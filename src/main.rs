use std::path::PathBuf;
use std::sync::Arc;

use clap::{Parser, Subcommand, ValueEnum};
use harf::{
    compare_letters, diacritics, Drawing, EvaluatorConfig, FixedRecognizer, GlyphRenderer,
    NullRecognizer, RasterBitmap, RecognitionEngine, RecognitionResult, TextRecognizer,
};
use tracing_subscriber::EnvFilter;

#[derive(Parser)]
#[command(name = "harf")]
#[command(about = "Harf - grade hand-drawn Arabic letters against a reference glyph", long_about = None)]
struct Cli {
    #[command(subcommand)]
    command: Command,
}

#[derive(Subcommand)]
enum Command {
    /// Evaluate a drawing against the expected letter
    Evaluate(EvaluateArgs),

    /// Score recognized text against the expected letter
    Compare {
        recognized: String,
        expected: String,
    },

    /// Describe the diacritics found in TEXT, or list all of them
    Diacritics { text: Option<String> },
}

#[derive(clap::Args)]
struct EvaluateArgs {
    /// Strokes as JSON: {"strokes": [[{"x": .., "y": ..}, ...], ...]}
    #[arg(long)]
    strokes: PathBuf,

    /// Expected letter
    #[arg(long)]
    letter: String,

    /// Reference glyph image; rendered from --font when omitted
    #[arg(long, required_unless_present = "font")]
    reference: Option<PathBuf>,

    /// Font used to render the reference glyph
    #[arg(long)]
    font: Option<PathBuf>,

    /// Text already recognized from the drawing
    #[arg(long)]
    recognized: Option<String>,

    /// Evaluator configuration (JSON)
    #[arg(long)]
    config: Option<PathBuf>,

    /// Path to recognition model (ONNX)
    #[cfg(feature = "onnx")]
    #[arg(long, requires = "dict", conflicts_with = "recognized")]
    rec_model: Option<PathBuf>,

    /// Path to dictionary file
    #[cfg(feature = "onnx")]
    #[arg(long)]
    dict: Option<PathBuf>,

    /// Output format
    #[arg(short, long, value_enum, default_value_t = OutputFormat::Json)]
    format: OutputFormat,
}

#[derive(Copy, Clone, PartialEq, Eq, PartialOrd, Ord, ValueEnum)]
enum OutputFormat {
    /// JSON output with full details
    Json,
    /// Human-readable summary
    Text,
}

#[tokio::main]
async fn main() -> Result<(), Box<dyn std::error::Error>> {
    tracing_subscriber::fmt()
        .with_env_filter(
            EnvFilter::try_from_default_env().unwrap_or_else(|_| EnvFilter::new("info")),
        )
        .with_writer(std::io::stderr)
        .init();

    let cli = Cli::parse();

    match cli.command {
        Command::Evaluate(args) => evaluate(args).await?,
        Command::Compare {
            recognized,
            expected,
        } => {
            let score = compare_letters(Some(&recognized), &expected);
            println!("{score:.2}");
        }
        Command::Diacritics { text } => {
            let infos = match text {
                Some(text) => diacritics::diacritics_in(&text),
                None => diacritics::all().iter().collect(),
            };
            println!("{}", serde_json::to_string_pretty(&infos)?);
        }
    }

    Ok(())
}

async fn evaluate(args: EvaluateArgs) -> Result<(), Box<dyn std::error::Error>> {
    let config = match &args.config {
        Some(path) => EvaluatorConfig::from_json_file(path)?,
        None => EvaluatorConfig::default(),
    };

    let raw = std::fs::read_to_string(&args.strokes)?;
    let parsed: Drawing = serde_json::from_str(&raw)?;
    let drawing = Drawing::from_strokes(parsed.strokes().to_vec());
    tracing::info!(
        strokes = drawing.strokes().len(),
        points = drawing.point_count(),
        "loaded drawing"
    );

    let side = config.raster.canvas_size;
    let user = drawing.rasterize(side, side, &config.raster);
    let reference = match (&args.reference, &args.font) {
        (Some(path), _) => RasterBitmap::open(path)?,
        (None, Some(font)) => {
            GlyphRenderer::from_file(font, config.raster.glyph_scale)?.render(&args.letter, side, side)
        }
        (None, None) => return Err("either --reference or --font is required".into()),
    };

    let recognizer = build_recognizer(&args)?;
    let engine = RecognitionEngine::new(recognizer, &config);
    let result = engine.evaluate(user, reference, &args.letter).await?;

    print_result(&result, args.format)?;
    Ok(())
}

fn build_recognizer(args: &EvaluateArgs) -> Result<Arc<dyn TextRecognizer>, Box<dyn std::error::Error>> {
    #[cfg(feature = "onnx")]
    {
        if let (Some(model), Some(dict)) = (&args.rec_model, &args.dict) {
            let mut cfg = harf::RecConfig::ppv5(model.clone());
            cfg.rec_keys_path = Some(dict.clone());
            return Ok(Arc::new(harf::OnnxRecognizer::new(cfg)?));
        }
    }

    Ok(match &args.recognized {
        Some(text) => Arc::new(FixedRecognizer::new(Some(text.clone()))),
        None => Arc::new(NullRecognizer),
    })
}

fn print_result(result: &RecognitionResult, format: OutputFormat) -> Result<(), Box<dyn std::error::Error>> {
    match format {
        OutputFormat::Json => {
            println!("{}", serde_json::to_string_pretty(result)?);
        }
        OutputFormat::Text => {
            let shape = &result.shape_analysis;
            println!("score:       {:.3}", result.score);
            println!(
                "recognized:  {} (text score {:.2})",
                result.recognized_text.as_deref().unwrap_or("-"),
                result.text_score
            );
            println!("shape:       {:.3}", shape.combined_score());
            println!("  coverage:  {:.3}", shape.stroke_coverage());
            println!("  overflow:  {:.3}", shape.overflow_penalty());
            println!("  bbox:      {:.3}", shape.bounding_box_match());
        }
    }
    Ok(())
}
____________
→ **TASK TO COMPLETE**
An exact transcription of all the records is needed.

→ **SOLUTION TO THIS PROBLEM**
filename src/main.rs
use std::path::PathBuf;
use std::sync::Arc;

use clap::{Parser, Subcommand, ValueEnum};
use harf::{
    compare_letters, diacritics, Drawing, EvaluatorConfig, FixedRecognizer, GlyphRenderer,
    NullRecognizer, RasterBitmap, RecognitionEngine, RecognitionResult, TextRecognizer,
};
use tracing_subscriber::EnvFilter;

#[derive(Parser)]
#[command(name = "harf")]
#[command(about = "Harf - grade hand-drawn Arabic letters against a reference glyph", long_about = None)]
struct Cli {
    #[command(subcommand)]
    command: Command,
}

#[derive(Subcommand)]
enum Command {
    /// Evaluate a drawing against the expected letter
    Evaluate(EvaluateArgs),

    /// Score recognized text against the expected letter
    Compare {
        recognized: String,
        expected: String,
    },

    /// Describe the diacritics found in TEXT, or list all of them
    Diacritics { text: Option<String> },
}

#[derive(clap::Args)]
struct EvaluateArgs {
    /// Strokes as JSON: {"strokes": [[{"x": .., "y": ..}, ...], ...]}
    #[arg(long)]
    strokes: PathBuf,

    /// Expected letter
    #[arg(long)]
    letter: String,

    /// Reference glyph image; rendered from --font when omitted
    #[arg(long, required_unless_present = "font")]
    reference: Option<PathBuf>,

    /// Font used to render the reference glyph
    #[arg(long)]
    font: Option<PathBuf>,

    /// Text already recognized from the drawing
    #[arg(long)]
    recognized: Option<String>,

    /// Evaluator configuration (JSON)
    #[arg(long)]
    config: Option<PathBuf>,

    /// Path to recognition model (ONNX)
    #[cfg(feature = "onnx")]
    #[arg(long, requires = "dict", conflicts_with = "recognized")]
    rec_model: Option<PathBuf>,

    /// Path to dictionary file
    #[cfg(feature = "onnx")]
    #[arg(long)]
    dict: Option<PathBuf>,

    /// Output format
    #[arg(short, long, value_enum, default_value_t = OutputFormat::Json)]
    format: OutputFormat,
}

#[derive(Copy, Clone, PartialEq, Eq, PartialOrd, Ord, ValueEnum)]
enum OutputFormat {
    /// JSON output with full details
    Json,
    /// Human-readable summary
    Text,
}

#[tokio::main]
async fn main() -> Result<(), Box<dyn std::error::Error>> {
    tracing_subscriber::fmt()
        .with_env_filter(
            EnvFilter::try_from_default_env().unwrap_or_else(|_| EnvFilter::new("info")),
        )
        .with_writer(std::io::stderr)
        .init();

    let cli = Cli::parse();

    match cli.command {
        Command::Evaluate(args) => evaluate(args).await?,
        Command::Compare {
            recognized,
            expected,
        } => {
            let score = compare_letters(Some(&recognized), &expected);
            println!("{score:.2}");
        }
        Command::Diacritics { text } => {
            let infos = match text {
                Some(text) => diacritics::diacritics_in(&text),
                None => diacritics::all().iter().collect(),
            };
            println!("{}", serde_json::to_string_pretty(&infos)?);
        }
    }

    Ok(())
}

async fn evaluate(args: EvaluateArgs) -> Result<(), Box<dyn std::error::Error>> {
    let config = match &args.config {
        Some(path) => EvaluatorConfig::from_json_file(path)?,
        None => EvaluatorConfig::default(),
    };

    let raw = std::fs::read_to_string(&args.strokes)?;
    let parsed: Drawing = serde_json::from_str(&raw)?;
    let drawing = Drawing::from_strokes(parsed.strokes().to_vec());
    tracing::info!(
        strokes = drawing.strokes().len(),
        points = drawing.point_count(),
        "loaded drawing"
    );

    let side = config.raster.canvas_size;
    let user = drawing.rasterize(side, side, &config.raster);
    let reference = match (&args.reference, &args.font) {
        (Some(path), _) => RasterBitmap::open(path)?,
        (None, Some(font)) => {
            GlyphRenderer::from_file(font, config.raster.glyph_scale)?.render(&args.letter, side, side)
        }
        (None, None) => return Err("either --reference or --font is required".into()),
    };

    let recognizer = build_recognizer(&args)?;
    let engine = RecognitionEngine::new(recognizer, &config);
    let result = engine.evaluate(user, reference, &args.letter).await?;

    print_result(&result, args.format)?;
    Ok(())
}

fn build_recognizer(args: &EvaluateArgs) -> Result<Arc<dyn TextRecognizer>, Box<dyn std::error::Error>> {
    #[cfg(feature = "onnx")]
    {
        if let (Some(model), Some(dict)) = (&args.rec_model, &args.dict) {
            let mut cfg = harf::RecConfig::ppv5(model.clone());
            cfg.rec_keys_path = Some(dict.clone());
            return Ok(Arc::new(harf::OnnxRecognizer::new(cfg)?));
        }
    }

    Ok(match &args.recognized {
        Some(text) => Arc::new(FixedRecognizer::new(Some(text.clone()))),
        None => Arc::new(NullRecognizer),
    })
}

fn print_result(result: &RecognitionResult, format: OutputFormat) -> Result<(), Box<dyn std::error::Error>> {
    match format {
        OutputFormat::Json => {
            println!("{}", serde_json::to_string_pretty(result)?);
        }
        OutputFormat::Text => {
            let shape = &result.shape_analysis;
            println!("score:       {:.3}", result.score);
            println!(
                "recognized:  {} (text score {:.2})",
                result.recognized_text.as_deref().unwrap_or("-"),
                result.text_score
            );
            println!("shape:       {:.3}", shape.combined_score());
            println!("  coverage:  {:.3}", shape.stroke_coverage());
            println!("  overflow:  {:.3}", shape.overflow_penalty());
            println!("  bbox:      {:.3}", shape.bounding_box_match());
        }
    }
    Ok(())
}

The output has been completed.